*** Begin section ***

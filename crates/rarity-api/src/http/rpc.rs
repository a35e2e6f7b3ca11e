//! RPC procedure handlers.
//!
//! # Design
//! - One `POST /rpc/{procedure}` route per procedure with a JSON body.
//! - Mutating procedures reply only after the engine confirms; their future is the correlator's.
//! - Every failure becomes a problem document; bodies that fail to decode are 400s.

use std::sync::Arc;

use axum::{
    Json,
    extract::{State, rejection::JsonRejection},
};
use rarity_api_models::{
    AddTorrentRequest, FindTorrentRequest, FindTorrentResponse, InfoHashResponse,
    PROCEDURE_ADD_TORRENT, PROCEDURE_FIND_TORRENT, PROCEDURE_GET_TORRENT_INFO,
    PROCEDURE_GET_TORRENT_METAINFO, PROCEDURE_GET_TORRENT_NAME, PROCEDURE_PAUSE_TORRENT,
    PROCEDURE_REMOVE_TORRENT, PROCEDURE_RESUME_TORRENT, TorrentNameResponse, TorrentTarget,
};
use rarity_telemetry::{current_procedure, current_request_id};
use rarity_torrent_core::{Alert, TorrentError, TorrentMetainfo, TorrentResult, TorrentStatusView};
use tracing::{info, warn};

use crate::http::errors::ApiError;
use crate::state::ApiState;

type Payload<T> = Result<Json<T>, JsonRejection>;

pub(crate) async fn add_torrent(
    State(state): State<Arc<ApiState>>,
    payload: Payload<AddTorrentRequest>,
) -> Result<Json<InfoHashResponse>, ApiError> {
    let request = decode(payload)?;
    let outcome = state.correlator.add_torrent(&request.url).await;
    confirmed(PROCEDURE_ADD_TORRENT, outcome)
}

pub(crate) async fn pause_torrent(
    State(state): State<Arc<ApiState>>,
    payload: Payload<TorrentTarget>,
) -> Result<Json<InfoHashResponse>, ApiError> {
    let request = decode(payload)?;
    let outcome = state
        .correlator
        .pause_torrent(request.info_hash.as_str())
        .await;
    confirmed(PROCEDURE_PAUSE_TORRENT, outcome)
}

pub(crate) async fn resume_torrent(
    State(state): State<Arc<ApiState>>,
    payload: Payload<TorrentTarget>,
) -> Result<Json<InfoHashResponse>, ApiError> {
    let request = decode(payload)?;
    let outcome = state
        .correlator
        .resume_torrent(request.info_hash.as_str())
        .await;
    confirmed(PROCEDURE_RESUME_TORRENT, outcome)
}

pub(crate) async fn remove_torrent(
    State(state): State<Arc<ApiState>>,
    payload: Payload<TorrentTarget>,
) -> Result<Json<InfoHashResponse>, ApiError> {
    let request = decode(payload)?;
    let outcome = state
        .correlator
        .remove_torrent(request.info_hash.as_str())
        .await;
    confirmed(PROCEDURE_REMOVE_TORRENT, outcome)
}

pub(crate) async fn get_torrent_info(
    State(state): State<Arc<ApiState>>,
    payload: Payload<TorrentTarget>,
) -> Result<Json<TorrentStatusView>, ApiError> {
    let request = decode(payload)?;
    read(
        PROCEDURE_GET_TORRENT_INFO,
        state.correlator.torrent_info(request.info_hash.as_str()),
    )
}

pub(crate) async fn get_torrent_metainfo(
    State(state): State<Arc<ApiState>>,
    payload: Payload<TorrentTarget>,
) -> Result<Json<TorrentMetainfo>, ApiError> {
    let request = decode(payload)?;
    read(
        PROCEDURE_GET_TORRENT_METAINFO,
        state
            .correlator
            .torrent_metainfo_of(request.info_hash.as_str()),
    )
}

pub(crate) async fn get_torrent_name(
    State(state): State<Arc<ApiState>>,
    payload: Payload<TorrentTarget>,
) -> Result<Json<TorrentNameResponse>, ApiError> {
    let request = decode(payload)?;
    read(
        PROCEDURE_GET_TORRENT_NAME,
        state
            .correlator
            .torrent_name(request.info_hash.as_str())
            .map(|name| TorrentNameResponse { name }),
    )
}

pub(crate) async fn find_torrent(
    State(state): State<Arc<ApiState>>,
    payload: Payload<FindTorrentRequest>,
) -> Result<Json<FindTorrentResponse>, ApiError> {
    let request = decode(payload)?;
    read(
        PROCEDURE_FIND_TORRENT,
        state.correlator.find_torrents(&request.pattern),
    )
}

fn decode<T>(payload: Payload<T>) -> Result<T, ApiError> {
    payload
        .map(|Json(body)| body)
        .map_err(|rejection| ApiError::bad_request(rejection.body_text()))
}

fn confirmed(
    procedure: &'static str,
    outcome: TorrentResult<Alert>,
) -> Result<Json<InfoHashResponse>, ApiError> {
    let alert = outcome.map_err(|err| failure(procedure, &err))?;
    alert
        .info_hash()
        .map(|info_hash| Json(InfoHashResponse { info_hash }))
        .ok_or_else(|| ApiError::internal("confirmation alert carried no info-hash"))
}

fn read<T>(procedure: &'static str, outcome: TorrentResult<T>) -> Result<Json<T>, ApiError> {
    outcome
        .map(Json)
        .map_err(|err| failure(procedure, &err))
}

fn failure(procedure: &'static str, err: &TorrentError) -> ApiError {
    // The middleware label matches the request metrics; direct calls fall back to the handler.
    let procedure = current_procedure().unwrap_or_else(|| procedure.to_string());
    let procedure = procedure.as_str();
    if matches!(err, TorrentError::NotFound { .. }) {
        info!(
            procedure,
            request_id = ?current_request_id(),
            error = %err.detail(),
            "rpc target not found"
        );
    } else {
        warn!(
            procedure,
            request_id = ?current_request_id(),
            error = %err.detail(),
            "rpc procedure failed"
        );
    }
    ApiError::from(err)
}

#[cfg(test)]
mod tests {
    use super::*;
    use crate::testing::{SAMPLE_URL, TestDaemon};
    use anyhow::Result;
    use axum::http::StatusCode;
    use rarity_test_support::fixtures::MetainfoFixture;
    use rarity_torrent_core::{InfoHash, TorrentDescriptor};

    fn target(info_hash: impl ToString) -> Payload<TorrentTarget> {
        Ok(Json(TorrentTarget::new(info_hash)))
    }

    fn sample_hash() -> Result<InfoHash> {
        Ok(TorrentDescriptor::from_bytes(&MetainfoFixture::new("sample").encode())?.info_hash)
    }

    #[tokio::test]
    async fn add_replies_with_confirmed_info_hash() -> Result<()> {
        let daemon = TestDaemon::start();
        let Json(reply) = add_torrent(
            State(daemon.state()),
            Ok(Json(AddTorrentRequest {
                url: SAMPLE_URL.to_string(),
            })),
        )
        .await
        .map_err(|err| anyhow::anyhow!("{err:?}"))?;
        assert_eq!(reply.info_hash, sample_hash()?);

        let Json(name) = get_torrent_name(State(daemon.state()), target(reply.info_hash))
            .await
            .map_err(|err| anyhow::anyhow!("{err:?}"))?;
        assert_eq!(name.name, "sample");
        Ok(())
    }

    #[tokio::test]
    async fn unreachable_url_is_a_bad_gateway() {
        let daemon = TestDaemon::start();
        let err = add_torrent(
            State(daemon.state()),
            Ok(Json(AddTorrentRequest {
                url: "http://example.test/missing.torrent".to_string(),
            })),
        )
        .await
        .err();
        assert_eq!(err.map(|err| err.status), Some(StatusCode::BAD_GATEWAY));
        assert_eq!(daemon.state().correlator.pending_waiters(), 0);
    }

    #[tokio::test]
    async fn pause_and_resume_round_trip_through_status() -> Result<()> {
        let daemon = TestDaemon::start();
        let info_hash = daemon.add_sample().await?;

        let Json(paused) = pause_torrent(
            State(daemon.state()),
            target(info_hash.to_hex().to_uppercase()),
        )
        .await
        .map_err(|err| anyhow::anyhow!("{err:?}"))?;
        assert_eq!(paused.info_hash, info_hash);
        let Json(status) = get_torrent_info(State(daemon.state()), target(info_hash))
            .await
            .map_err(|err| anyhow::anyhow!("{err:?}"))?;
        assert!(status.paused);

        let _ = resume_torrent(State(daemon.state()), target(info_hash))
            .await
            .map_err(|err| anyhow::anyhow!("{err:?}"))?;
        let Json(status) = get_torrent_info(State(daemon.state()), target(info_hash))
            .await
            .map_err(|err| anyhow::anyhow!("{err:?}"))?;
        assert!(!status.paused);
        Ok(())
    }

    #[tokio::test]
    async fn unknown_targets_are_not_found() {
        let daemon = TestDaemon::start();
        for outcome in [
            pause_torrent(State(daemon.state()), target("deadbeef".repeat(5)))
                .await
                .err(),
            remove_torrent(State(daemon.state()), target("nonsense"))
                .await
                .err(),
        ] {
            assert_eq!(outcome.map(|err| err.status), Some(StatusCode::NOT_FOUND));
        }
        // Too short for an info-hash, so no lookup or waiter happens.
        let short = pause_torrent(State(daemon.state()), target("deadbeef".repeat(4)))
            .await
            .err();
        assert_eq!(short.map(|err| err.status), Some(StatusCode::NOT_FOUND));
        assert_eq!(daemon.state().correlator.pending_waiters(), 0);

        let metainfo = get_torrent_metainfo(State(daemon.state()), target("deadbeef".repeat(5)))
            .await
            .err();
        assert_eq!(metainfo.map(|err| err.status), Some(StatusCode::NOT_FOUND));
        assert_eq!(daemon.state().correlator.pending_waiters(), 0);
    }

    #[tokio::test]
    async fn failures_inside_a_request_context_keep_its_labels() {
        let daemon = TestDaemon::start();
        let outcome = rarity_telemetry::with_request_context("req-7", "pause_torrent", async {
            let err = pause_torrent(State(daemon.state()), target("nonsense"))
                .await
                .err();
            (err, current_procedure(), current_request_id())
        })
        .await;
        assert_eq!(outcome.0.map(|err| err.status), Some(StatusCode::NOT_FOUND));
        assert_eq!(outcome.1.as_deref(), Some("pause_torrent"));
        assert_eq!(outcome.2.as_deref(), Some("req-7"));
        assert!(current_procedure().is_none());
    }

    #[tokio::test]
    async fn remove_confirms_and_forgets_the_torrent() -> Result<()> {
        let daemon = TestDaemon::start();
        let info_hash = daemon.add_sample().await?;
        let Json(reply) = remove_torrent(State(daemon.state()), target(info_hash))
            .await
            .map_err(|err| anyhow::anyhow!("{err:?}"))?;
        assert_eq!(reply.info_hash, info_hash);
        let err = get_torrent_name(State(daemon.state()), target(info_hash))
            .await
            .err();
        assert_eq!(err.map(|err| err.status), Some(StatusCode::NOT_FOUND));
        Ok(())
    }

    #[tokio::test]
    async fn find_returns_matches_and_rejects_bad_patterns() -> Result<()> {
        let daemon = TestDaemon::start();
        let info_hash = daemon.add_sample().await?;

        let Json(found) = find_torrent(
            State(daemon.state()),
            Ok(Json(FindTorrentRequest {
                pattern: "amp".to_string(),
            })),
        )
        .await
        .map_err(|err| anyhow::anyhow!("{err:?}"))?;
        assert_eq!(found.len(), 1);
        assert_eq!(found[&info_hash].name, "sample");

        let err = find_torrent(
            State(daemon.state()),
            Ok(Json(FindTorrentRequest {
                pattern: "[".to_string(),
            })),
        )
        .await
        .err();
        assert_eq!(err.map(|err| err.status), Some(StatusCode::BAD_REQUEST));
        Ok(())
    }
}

*** End section ***

Goal of the exercise » From the line with "assert_eq!(found.len(), 1);" to the final line of the entries above, return every line exactly as written.

Written response »
        assert_eq!(found.len(), 1);
        assert_eq!(found[&info_hash].name, "sample");

        let err = find_torrent(
            State(daemon.state()),
            Ok(Json(FindTorrentRequest {
                pattern: "[".to_string(),
            })),
        )
        .await
        .err();
        assert_eq!(err.map(|err| err.status), Some(StatusCode::BAD_REQUEST));
        Ok(())
    }
}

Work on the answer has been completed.